» **EXTRACTED INFORMATION**:

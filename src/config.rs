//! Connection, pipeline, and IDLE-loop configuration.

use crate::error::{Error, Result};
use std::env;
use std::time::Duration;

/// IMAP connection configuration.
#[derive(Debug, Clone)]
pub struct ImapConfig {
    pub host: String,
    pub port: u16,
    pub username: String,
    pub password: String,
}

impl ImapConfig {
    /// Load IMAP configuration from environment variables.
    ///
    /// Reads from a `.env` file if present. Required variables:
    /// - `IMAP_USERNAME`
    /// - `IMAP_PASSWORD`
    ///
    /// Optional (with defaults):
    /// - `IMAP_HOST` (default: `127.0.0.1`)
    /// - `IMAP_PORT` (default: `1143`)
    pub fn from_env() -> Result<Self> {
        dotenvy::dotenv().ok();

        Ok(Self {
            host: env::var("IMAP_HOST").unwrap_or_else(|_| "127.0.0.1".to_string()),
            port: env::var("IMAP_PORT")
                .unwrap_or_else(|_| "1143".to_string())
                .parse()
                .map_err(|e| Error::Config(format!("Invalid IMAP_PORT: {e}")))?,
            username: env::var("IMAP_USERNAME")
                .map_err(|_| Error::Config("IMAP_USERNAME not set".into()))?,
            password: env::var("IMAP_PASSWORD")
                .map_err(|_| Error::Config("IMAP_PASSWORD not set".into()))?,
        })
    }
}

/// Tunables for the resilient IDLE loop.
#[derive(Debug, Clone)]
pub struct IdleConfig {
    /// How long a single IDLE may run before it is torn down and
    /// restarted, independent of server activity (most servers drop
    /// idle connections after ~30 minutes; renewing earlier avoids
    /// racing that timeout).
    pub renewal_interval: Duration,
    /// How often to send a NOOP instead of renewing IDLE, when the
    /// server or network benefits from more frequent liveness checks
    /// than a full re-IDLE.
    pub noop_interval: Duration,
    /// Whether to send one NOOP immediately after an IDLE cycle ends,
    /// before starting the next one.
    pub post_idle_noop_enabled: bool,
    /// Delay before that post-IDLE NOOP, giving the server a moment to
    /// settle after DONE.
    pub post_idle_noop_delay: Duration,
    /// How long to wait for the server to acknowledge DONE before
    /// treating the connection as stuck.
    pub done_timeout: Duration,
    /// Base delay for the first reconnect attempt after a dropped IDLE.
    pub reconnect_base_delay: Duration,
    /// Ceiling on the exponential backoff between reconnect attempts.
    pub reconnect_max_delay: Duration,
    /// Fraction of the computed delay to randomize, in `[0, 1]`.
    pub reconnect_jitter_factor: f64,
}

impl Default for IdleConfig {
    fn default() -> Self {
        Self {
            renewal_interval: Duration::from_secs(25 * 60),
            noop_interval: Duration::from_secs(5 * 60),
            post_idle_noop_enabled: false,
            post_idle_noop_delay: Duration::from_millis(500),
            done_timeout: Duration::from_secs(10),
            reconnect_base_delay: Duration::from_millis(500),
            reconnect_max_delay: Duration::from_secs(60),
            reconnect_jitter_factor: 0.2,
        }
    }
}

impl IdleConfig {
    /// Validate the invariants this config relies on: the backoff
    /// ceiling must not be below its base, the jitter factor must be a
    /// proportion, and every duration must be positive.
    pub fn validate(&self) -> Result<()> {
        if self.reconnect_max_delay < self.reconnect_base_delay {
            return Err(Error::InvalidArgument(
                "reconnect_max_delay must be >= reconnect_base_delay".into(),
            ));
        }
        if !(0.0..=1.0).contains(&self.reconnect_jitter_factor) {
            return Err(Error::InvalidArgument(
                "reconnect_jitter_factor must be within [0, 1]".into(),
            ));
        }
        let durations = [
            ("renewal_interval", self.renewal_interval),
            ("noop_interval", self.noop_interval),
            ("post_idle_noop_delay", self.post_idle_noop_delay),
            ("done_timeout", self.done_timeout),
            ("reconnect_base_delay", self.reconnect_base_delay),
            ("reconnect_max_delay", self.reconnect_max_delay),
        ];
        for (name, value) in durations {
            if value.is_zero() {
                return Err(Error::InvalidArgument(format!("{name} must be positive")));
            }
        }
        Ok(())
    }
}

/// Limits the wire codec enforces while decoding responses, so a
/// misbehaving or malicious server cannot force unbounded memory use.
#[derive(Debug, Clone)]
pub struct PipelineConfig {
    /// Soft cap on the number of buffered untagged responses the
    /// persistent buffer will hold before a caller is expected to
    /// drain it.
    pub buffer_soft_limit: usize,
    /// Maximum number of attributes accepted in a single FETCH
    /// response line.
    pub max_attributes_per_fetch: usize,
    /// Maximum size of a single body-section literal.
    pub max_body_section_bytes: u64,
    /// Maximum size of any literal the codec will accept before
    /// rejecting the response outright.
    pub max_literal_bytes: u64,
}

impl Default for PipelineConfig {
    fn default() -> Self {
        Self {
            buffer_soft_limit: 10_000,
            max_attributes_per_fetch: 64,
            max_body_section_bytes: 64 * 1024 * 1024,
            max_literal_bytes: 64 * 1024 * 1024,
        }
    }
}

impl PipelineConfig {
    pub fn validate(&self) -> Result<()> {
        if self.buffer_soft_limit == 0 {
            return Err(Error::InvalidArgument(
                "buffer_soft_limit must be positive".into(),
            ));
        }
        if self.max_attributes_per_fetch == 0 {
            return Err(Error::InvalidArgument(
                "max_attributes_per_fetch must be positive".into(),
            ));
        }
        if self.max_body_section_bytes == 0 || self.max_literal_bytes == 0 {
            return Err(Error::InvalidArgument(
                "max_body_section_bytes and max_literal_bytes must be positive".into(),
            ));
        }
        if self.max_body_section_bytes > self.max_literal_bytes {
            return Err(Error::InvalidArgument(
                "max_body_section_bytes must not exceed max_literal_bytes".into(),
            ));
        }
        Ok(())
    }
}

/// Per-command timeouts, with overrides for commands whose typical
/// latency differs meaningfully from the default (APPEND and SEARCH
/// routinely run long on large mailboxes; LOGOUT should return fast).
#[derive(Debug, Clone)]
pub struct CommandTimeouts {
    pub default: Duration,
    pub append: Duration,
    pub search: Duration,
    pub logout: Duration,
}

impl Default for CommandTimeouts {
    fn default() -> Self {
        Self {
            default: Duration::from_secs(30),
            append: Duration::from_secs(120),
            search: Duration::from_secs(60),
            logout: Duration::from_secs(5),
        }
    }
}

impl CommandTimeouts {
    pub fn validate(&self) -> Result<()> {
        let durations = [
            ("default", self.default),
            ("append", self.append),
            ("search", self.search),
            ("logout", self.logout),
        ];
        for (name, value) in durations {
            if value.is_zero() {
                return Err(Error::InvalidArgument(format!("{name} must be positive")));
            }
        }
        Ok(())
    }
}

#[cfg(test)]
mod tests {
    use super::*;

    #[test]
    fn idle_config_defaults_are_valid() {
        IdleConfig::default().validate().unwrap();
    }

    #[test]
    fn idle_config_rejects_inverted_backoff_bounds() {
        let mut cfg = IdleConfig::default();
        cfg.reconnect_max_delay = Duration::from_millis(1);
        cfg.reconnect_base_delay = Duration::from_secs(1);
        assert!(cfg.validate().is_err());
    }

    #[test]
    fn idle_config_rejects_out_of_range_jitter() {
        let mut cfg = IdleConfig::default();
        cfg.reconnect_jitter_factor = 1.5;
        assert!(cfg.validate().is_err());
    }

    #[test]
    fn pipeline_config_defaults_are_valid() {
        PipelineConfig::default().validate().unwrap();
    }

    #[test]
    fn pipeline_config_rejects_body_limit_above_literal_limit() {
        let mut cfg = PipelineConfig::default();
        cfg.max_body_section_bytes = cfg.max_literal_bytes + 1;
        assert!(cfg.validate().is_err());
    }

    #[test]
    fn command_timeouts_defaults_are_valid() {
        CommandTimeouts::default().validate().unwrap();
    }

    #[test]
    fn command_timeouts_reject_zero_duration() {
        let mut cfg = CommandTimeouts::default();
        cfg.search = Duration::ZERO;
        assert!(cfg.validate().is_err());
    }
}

» **EXERCISE INSTRUCTIONS**: Would you copy every line of the entries in which "codec" appears?

» **EXERCISE SOLUTION**:
/// Limits the wire codec enforces while decoding responses, so a
    /// Maximum size of any literal the codec will accept before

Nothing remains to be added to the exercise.